Task details:
Would you transcribe the line that holds "pub fn format_date(at: DateTime<FixedOffset>)", plus every line beneath it through the end of the data, exactly and with nothing added?

Entries provided:

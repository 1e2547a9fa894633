//! Chat message text for form submissions
//!
//! Messages go out with `parse_mode=HTML`, so every user-supplied field is
//! passed through [`escape_html`].

use chrono::{DateTime, FixedOffset};
use std::fmt::Write;

use crate::form::{CalculatorSnapshot, FormKind, FormSubmission};

const SEPARATOR: &str = "━━━━━━━━━━━━━━━━━━━━";

/// Thousands separator used by Russian number formatting (no-break space)
const GROUP_SEPARATOR: char = '\u{a0}';

fn title(kind: &FormKind) -> &'static str {
    match kind {
        FormKind::Estimate { .. } => "📊 Новая заявка: Рассчитать стоимость ремонта",
        FormKind::Engineer => "🔧 Новая заявка: Вызвать инженера на объект",
        FormKind::Calculator { .. } => "🧮 Новая заявка: Заказ сметы из калькулятора",
        FormKind::Contact => "📞 Новая заявка: Форма обратной связи",
    }
}

/// Render a submission into the notification text
pub fn format_submission(form: &FormSubmission, at: DateTime<FixedOffset>) -> String {
    let mut message = String::new();

    // Writing into a String cannot fail
    let _ = writeln!(message, "{}", title(&form.kind));
    let _ = writeln!(message, "{}", SEPARATOR);
    let _ = writeln!(message, "⏰ Дата и время: {}", format_timestamp(at));
    message.push('\n');

    let _ = writeln!(message, "👤 Имя: {}", escape_html(&form.name));
    let _ = writeln!(message, "📱 Телефон: {}", escape_html(&form.phone));

    if let FormKind::Estimate { area: Some(area) } = &form.kind {
        if !area.trim().is_empty() {
            let _ = writeln!(message, "📐 Площадь: {} м²", escape_html(area.trim()));
        }
    }

    if let Some(calc) = form.calculator_data() {
        write_calculator_section(&mut message, calc);
    }

    if let Some(comment) = form.comment.as_deref().filter(|c| !c.trim().is_empty()) {
        let _ = writeln!(message, "\n💬 Комментарий: {}", escape_html(comment));
    }

    message.push_str(SEPARATOR);
    message
}

fn write_calculator_section(message: &mut String, calc: &CalculatorSnapshot) {
    let _ = writeln!(message, "\n📋 Данные калькулятора:");
    let _ = writeln!(message, "   • Площадь: {} м²", calc.area);
    let _ = writeln!(
        message,
        "   • Тип жилья: {}",
        if calc.is_new_build { "Новостройка" } else { "Вторичное" }
    );
    if calc.has_design_project {
        let _ = writeln!(message, "   • Дизайн-проект: ✅ Включен");
    }
    if calc.needs_demolition {
        let _ = writeln!(message, "   • Демонтаж: ✅ Требуется");
    }

    let _ = writeln!(message, "\n💰 Предварительная стоимость:");
    let _ = writeln!(message, "   • Работы: {} ₽", format_rubles(calc.total_work));
    let _ = writeln!(message, "   • Материалы: {} ₽", format_rubles(calc.total_materials));
    if calc.total_design > 0 {
        let _ = writeln!(message, "   • Дизайн: {} ₽", format_rubles(calc.total_design));
    }
    let _ = writeln!(message, "   • ИТОГО: {} ₽", format_rubles(calc.total));
}

/// `16.10.2026, 14:05`
pub fn format_timestamp(at: DateTime<FixedOffset>) -> String {
    at.format("%d.%m.%Y, %H:%M").to_string()
}

/// `16.10.2026`
pub fn format_date(at: DateTime<FixedOffset>) -> String {
    at.format("%d.%m.%Y").to_string()
}

/// Group digits by thousands: `1350000` -> `1 350 000`
pub fn format_rubles(amount: u64) -> String {
    let digits = amount.to_string();
    let mut out = String::with_capacity(digits.len() + digits.len() / 3 * 2);
    for (i, ch) in digits.chars().enumerate() {
        if i > 0 && (digits.len() - i) % 3 == 0 {
            out.push(GROUP_SEPARATOR);
        }
        out.push(ch);
    }
    out
}

/// Escape the characters Telegram's HTML parse mode treats as markup
pub fn escape_html(text: &str) -> String {
    let mut out = String::with_capacity(text.len());
    for ch in text.chars() {
        match ch {
            '&' => out.push_str("&amp;"),
            '<' => out.push_str("&lt;"),
            '>' => out.push_str("&gt;"),
            _ => out.push(ch),
        }
    }
    out
}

Response box:
pub fn format_date(at: DateTime<FixedOffset>) -> String {
    at.format("%d.%m.%Y").to_string()
}

/// Group digits by thousands: `1350000` -> `1 350 000`
pub fn format_rubles(amount: u64) -> String {
    let digits = amount.to_string();
    let mut out = String::with_capacity(digits.len() + digits.len() / 3 * 2);
    for (i, ch) in digits.chars().enumerate() {
        if i > 0 && (digits.len() - i) % 3 == 0 {
            out.push(GROUP_SEPARATOR);
        }
        out.push(ch);
    }
    out
}

/// Escape the characters Telegram's HTML parse mode treats as markup
pub fn escape_html(text: &str) -> String {
    let mut out = String::with_capacity(text.len());
    for ch in text.chars() {
        match ch {
            '&' => out.push_str("&amp;"),
            '<' => out.push_str("&lt;"),
            '>' => out.push_str("&gt;"),
            _ => out.push(ch),
        }
    }
    out
}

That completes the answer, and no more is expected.